All of the entries below are to be repeated word for word.

....................

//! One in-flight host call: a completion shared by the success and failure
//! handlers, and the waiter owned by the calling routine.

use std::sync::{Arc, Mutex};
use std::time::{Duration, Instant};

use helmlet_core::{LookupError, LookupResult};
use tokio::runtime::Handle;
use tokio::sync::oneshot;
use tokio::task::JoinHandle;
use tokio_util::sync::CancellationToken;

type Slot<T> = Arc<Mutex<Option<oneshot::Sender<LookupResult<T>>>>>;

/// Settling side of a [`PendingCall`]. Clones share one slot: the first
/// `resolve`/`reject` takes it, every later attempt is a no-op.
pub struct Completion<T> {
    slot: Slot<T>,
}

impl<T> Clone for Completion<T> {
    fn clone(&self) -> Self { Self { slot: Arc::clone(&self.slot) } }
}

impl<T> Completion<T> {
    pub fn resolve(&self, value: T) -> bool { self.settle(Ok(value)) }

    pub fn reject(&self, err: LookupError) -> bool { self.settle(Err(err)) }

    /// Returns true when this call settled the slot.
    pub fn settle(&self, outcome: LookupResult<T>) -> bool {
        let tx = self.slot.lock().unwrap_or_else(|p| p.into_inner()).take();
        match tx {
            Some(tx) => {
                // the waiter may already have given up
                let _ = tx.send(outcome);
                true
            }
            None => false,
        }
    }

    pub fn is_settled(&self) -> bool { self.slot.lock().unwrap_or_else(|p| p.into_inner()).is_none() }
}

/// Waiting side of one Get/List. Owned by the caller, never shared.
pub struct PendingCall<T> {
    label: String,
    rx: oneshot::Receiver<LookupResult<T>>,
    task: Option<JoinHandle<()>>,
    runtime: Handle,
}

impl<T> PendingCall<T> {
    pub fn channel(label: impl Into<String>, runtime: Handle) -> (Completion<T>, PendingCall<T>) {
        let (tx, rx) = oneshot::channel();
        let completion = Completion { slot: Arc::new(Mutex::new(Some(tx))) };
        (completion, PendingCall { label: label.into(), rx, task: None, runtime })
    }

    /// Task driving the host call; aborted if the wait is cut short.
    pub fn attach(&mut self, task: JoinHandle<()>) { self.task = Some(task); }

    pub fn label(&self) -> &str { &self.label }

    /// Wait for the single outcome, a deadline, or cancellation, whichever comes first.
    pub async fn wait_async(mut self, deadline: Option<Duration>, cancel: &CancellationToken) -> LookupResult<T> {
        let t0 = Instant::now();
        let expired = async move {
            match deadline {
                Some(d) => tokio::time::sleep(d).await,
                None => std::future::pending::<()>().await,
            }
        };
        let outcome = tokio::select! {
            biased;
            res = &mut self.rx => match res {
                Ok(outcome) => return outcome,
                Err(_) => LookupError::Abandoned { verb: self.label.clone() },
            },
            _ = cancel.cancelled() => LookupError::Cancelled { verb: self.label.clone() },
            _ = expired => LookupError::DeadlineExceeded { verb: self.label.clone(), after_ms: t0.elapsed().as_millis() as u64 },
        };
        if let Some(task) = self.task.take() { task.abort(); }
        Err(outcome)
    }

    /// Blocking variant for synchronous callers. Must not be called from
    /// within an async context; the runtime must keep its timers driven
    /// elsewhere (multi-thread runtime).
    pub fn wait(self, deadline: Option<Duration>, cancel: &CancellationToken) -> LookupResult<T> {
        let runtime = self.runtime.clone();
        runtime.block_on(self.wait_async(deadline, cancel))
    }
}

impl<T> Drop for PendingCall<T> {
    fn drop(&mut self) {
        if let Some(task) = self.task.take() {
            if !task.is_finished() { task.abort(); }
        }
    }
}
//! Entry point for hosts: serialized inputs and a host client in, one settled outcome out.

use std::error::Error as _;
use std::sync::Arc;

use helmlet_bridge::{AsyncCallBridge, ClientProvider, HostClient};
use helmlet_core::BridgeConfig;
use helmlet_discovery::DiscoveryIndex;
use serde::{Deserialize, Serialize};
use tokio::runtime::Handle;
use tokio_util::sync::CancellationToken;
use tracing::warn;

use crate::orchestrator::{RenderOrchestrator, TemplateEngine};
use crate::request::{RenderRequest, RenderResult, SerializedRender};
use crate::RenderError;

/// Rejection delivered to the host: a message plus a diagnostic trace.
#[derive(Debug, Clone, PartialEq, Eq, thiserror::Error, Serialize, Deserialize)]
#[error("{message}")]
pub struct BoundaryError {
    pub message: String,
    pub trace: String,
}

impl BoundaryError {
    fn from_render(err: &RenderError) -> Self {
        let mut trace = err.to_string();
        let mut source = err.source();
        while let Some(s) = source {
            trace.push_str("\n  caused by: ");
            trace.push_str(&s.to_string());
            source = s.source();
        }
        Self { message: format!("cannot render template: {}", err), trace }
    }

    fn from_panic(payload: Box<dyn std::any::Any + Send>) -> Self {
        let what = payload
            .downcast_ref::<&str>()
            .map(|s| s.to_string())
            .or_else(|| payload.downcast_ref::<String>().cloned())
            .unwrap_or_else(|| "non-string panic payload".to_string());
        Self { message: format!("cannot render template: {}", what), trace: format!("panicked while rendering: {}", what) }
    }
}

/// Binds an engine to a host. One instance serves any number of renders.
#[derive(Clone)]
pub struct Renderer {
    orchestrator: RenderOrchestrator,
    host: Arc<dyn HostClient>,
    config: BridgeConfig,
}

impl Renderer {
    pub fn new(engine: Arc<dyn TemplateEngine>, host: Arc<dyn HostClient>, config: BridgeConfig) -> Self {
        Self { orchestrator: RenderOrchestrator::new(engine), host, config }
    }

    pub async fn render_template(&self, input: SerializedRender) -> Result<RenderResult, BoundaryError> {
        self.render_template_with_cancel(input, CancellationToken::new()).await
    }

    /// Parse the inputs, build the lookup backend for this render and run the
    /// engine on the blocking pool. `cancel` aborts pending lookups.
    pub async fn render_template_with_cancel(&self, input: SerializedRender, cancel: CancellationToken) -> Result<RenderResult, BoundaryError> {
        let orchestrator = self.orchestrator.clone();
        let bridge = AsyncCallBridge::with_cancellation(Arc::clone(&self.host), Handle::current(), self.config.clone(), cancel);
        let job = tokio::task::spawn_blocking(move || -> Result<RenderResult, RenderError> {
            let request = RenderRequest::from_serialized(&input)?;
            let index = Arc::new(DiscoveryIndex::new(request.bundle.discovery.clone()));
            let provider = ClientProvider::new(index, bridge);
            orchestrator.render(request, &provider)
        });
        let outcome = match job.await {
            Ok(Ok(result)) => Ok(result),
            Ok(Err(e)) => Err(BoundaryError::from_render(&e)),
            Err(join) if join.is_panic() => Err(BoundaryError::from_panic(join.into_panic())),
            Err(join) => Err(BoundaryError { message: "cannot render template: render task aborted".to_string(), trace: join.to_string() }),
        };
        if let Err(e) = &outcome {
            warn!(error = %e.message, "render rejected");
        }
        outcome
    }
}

....................

EXERCISE SOLUTION:
//! One in-flight host call: a completion shared by the success and failure
//! handlers, and the waiter owned by the calling routine.

use std::sync::{Arc, Mutex};
use std::time::{Duration, Instant};

use helmlet_core::{LookupError, LookupResult};
use tokio::runtime::Handle;
use tokio::sync::oneshot;
use tokio::task::JoinHandle;
use tokio_util::sync::CancellationToken;

type Slot<T> = Arc<Mutex<Option<oneshot::Sender<LookupResult<T>>>>>;

/// Settling side of a [`PendingCall`]. Clones share one slot: the first
/// `resolve`/`reject` takes it, every later attempt is a no-op.
pub struct Completion<T> {
    slot: Slot<T>,
}

impl<T> Clone for Completion<T> {
    fn clone(&self) -> Self { Self { slot: Arc::clone(&self.slot) } }
}

impl<T> Completion<T> {
    pub fn resolve(&self, value: T) -> bool { self.settle(Ok(value)) }

    pub fn reject(&self, err: LookupError) -> bool { self.settle(Err(err)) }

    /// Returns true when this call settled the slot.
    pub fn settle(&self, outcome: LookupResult<T>) -> bool {
        let tx = self.slot.lock().unwrap_or_else(|p| p.into_inner()).take();
        match tx {
            Some(tx) => {
                // the waiter may already have given up
                let _ = tx.send(outcome);
                true
            }
            None => false,
        }
    }

    pub fn is_settled(&self) -> bool { self.slot.lock().unwrap_or_else(|p| p.into_inner()).is_none() }
}

/// Waiting side of one Get/List. Owned by the caller, never shared.
pub struct PendingCall<T> {
    label: String,
    rx: oneshot::Receiver<LookupResult<T>>,
    task: Option<JoinHandle<()>>,
    runtime: Handle,
}

impl<T> PendingCall<T> {
    pub fn channel(label: impl Into<String>, runtime: Handle) -> (Completion<T>, PendingCall<T>) {
        let (tx, rx) = oneshot::channel();
        let completion = Completion { slot: Arc::new(Mutex::new(Some(tx))) };
        (completion, PendingCall { label: label.into(), rx, task: None, runtime })
    }

    /// Task driving the host call; aborted if the wait is cut short.
    pub fn attach(&mut self, task: JoinHandle<()>) { self.task = Some(task); }

    pub fn label(&self) -> &str { &self.label }

    /// Wait for the single outcome, a deadline, or cancellation, whichever comes first.
    pub async fn wait_async(mut self, deadline: Option<Duration>, cancel: &CancellationToken) -> LookupResult<T> {
        let t0 = Instant::now();
        let expired = async move {
            match deadline {
                Some(d) => tokio::time::sleep(d).await,
                None => std::future::pending::<()>().await,
            }
        };
        let outcome = tokio::select! {
            biased;
            res = &mut self.rx => match res {
                Ok(outcome) => return outcome,
                Err(_) => LookupError::Abandoned { verb: self.label.clone() },
            },
            _ = cancel.cancelled() => LookupError::Cancelled { verb: self.label.clone() },
            _ = expired => LookupError::DeadlineExceeded { verb: self.label.clone(), after_ms: t0.elapsed().as_millis() as u64 },
        };
        if let Some(task) = self.task.take() { task.abort(); }
        Err(outcome)
    }

    /// Blocking variant for synchronous callers. Must not be called from
    /// within an async context; the runtime must keep its timers driven
    /// elsewhere (multi-thread runtime).
    pub fn wait(self, deadline: Option<Duration>, cancel: &CancellationToken) -> LookupResult<T> {
        let runtime = self.runtime.clone();
        runtime.block_on(self.wait_async(deadline, cancel))
    }
}

impl<T> Drop for PendingCall<T> {
    fn drop(&mut self) {
        if let Some(task) = self.task.take() {
            if !task.is_finished() { task.abort(); }
        }
    }
}
//! Entry point for hosts: serialized inputs and a host client in, one settled outcome out.

use std::error::Error as _;
use std::sync::Arc;

use helmlet_bridge::{AsyncCallBridge, ClientProvider, HostClient};
use helmlet_core::BridgeConfig;
use helmlet_discovery::DiscoveryIndex;
use serde::{Deserialize, Serialize};
use tokio::runtime::Handle;
use tokio_util::sync::CancellationToken;
use tracing::warn;

use crate::orchestrator::{RenderOrchestrator, TemplateEngine};
use crate::request::{RenderRequest, RenderResult, SerializedRender};
use crate::RenderError;

/// Rejection delivered to the host: a message plus a diagnostic trace.
#[derive(Debug, Clone, PartialEq, Eq, thiserror::Error, Serialize, Deserialize)]
#[error("{message}")]
pub struct BoundaryError {
    pub message: String,
    pub trace: String,
}

impl BoundaryError {
    fn from_render(err: &RenderError) -> Self {
        let mut trace = err.to_string();
        let mut source = err.source();
        while let Some(s) = source {
            trace.push_str("\n  caused by: ");
            trace.push_str(&s.to_string());
            source = s.source();
        }
        Self { message: format!("cannot render template: {}", err), trace }
    }

    fn from_panic(payload: Box<dyn std::any::Any + Send>) -> Self {
        let what = payload
            .downcast_ref::<&str>()
            .map(|s| s.to_string())
            .or_else(|| payload.downcast_ref::<String>().cloned())
            .unwrap_or_else(|| "non-string panic payload".to_string());
        Self { message: format!("cannot render template: {}", what), trace: format!("panicked while rendering: {}", what) }
    }
}

/// Binds an engine to a host. One instance serves any number of renders.
#[derive(Clone)]
pub struct Renderer {
    orchestrator: RenderOrchestrator,
    host: Arc<dyn HostClient>,
    config: BridgeConfig,
}

impl Renderer {
    pub fn new(engine: Arc<dyn TemplateEngine>, host: Arc<dyn HostClient>, config: BridgeConfig) -> Self {
        Self { orchestrator: RenderOrchestrator::new(engine), host, config }
    }

    pub async fn render_template(&self, input: SerializedRender) -> Result<RenderResult, BoundaryError> {
        self.render_template_with_cancel(input, CancellationToken::new()).await
    }

    /// Parse the inputs, build the lookup backend for this render and run the
    /// engine on the blocking pool. `cancel` aborts pending lookups.
    pub async fn render_template_with_cancel(&self, input: SerializedRender, cancel: CancellationToken) -> Result<RenderResult, BoundaryError> {
        let orchestrator = self.orchestrator.clone();
        let bridge = AsyncCallBridge::with_cancellation(Arc::clone(&self.host), Handle::current(), self.config.clone(), cancel);
        let job = tokio::task::spawn_blocking(move || -> Result<RenderResult, RenderError> {
            let request = RenderRequest::from_serialized(&input)?;
            let index = Arc::new(DiscoveryIndex::new(request.bundle.discovery.clone()));
            let provider = ClientProvider::new(index, bridge);
            orchestrator.render(request, &provider)
        });
        let outcome = match job.await {
            Ok(Ok(result)) => Ok(result),
            Ok(Err(e)) => Err(BoundaryError::from_render(&e)),
            Err(join) if join.is_panic() => Err(BoundaryError::from_panic(join.into_panic())),
            Err(join) => Err(BoundaryError { message: "cannot render template: render task aborted".to_string(), trace: join.to_string() }),
        };
        if let Err(e) = &outcome {
            warn!(error = %e.message, "render rejected");
        }
        outcome
    }
}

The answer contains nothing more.